— YOUR INSTRUCTIONS —
Please go over the material below and count each line with the string "format", giving only the total.

— RAW DATA —
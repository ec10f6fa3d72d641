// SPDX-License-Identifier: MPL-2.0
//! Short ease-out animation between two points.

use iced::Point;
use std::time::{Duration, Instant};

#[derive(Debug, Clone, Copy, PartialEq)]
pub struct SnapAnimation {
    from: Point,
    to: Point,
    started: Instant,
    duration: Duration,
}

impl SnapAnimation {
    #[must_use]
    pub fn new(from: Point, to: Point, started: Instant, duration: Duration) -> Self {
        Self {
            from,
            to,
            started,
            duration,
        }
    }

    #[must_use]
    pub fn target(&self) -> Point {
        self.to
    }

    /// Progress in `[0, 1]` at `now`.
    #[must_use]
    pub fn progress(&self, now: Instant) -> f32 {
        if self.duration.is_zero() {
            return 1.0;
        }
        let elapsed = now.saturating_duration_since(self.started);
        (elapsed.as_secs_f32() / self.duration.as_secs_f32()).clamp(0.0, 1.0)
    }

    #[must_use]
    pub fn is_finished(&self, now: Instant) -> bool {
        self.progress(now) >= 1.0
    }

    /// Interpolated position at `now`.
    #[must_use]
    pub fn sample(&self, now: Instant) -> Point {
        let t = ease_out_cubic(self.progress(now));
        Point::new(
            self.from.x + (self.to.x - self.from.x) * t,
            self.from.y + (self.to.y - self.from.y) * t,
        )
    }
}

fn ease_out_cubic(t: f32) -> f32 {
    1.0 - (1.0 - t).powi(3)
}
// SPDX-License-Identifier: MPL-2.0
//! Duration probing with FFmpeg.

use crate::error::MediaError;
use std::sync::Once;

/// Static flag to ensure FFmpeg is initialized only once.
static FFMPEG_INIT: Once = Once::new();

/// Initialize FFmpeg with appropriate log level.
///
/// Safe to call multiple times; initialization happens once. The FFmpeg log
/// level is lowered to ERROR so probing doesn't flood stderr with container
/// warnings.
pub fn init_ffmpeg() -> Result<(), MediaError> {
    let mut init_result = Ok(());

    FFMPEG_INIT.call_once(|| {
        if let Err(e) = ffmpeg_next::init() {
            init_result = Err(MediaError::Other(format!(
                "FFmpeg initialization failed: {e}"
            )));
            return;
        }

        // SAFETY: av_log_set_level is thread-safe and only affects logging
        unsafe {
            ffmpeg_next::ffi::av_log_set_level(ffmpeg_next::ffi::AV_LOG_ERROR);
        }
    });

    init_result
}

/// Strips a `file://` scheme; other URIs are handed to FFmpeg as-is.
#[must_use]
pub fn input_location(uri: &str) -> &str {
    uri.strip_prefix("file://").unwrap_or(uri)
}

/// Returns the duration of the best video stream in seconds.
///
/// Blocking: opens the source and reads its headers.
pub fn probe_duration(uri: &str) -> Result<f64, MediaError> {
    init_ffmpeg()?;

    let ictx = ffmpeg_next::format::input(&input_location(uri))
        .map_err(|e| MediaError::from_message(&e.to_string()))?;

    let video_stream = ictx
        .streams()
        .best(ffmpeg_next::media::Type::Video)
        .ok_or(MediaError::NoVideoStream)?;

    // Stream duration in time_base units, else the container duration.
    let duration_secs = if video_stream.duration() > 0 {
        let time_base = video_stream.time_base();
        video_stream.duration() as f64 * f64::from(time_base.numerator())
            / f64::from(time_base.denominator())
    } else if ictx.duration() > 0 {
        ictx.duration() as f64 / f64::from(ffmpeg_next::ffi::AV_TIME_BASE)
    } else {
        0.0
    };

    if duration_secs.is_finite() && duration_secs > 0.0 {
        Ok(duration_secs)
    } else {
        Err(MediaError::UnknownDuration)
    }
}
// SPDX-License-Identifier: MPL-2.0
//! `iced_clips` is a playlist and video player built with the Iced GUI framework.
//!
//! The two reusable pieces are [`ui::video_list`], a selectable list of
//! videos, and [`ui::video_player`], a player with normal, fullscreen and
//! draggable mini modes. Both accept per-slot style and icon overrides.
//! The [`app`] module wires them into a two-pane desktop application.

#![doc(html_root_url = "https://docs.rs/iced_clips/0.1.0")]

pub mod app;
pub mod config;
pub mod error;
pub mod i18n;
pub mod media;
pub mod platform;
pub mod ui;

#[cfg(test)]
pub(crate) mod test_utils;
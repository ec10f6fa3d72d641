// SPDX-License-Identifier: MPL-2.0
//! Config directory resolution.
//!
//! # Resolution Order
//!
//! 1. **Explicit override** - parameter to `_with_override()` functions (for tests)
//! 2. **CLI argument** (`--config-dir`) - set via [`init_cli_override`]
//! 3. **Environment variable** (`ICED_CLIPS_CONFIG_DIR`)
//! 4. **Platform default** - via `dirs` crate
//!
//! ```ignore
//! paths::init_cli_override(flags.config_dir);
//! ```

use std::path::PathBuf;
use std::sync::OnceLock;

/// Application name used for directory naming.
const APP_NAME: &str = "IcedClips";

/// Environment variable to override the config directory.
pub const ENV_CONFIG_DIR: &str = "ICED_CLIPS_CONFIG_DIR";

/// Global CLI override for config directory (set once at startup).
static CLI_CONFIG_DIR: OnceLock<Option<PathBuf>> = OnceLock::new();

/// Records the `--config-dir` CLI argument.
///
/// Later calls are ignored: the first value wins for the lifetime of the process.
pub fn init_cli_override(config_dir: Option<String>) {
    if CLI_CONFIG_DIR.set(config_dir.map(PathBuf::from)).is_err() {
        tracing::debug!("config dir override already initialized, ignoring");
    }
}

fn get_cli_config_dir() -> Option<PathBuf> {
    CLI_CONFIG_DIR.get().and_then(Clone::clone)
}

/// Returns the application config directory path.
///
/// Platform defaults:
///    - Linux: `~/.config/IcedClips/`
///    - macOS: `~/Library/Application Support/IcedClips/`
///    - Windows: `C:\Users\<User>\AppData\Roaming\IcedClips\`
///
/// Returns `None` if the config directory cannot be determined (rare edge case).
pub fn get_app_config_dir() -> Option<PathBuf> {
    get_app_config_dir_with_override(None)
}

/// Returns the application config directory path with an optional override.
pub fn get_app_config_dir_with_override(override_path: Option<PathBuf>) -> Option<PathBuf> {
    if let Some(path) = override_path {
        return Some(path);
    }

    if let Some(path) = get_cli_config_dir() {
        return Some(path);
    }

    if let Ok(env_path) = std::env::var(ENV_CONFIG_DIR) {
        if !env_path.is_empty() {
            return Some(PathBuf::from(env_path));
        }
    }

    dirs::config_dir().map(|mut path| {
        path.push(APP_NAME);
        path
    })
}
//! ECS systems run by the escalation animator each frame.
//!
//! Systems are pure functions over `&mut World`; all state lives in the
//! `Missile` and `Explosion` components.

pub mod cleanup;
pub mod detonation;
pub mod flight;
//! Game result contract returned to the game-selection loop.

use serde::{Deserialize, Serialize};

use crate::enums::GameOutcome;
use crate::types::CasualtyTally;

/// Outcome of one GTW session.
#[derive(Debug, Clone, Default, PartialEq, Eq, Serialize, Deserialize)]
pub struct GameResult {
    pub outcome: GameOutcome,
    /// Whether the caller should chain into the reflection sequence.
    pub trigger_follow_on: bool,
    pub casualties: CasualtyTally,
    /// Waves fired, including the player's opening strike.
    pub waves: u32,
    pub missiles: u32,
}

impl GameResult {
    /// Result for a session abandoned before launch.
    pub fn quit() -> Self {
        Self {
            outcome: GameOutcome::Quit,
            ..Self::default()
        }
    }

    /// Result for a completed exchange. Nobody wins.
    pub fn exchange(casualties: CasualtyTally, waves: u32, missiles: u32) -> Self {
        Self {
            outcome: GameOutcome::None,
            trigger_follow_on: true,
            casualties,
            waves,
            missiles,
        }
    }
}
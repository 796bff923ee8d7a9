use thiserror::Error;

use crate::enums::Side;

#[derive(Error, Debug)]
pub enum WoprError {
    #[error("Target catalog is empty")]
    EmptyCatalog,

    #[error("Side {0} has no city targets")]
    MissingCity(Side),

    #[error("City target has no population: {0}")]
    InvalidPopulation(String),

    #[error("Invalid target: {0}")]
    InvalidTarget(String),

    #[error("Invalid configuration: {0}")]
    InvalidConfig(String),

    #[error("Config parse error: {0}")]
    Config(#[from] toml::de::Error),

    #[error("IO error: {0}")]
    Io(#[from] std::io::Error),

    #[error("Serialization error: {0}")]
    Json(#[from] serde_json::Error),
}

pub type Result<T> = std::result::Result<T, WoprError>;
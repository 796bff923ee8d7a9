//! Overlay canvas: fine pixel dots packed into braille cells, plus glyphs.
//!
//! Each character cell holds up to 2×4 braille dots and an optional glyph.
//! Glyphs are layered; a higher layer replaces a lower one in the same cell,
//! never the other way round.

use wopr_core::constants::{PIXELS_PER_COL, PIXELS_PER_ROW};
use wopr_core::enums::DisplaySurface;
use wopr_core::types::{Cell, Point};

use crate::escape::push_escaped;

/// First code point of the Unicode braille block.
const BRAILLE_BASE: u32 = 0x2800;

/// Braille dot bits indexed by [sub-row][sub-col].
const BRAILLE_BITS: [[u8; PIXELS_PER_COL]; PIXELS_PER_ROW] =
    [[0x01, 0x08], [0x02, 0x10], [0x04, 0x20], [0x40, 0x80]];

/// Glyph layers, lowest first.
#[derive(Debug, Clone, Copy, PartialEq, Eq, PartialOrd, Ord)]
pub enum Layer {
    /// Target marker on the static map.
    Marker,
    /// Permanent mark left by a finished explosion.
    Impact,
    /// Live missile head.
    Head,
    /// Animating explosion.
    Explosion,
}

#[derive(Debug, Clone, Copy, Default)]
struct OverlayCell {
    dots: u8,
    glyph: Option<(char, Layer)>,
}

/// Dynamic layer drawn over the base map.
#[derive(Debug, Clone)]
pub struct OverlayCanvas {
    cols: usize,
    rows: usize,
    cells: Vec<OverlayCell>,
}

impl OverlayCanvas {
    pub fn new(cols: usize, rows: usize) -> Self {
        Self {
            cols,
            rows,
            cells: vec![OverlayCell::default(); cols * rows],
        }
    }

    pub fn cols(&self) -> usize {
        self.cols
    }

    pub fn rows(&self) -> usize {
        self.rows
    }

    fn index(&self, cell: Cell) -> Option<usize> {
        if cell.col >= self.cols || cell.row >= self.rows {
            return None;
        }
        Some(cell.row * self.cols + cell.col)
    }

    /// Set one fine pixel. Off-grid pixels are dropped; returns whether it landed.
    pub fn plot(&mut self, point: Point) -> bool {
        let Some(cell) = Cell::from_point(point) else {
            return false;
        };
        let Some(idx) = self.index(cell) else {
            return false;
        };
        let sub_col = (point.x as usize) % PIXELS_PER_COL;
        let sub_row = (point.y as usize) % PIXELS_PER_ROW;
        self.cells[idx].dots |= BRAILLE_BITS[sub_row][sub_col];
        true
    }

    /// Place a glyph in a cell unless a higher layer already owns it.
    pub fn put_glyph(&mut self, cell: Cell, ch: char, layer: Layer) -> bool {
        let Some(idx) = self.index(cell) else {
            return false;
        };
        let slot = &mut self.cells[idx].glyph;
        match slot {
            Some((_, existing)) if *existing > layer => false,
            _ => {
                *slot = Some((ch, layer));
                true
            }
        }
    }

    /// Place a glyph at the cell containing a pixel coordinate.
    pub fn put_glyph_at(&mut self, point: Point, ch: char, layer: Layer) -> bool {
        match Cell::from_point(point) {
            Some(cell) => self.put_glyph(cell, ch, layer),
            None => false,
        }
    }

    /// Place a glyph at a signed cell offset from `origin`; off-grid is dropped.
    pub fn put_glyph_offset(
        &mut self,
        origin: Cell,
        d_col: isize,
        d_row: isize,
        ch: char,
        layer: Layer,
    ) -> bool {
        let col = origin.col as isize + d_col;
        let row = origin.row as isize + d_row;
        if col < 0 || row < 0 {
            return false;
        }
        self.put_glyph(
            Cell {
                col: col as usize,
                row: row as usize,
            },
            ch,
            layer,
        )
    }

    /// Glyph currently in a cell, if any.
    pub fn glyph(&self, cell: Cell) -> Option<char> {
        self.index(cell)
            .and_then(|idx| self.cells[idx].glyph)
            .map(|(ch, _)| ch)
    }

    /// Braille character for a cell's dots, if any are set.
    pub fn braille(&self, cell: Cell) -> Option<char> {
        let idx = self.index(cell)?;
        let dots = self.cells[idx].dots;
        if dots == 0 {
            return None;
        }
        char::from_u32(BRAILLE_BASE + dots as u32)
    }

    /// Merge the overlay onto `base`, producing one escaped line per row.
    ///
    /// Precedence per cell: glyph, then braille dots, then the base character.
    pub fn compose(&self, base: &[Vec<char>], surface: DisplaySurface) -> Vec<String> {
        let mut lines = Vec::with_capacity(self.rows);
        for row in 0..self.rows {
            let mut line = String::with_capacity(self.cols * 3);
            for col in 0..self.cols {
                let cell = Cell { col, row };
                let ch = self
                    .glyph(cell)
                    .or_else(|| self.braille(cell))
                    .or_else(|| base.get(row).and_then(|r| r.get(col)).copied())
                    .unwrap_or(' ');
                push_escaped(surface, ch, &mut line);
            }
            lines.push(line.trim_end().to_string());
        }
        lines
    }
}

— RESULT OF THE EXERCISE —
2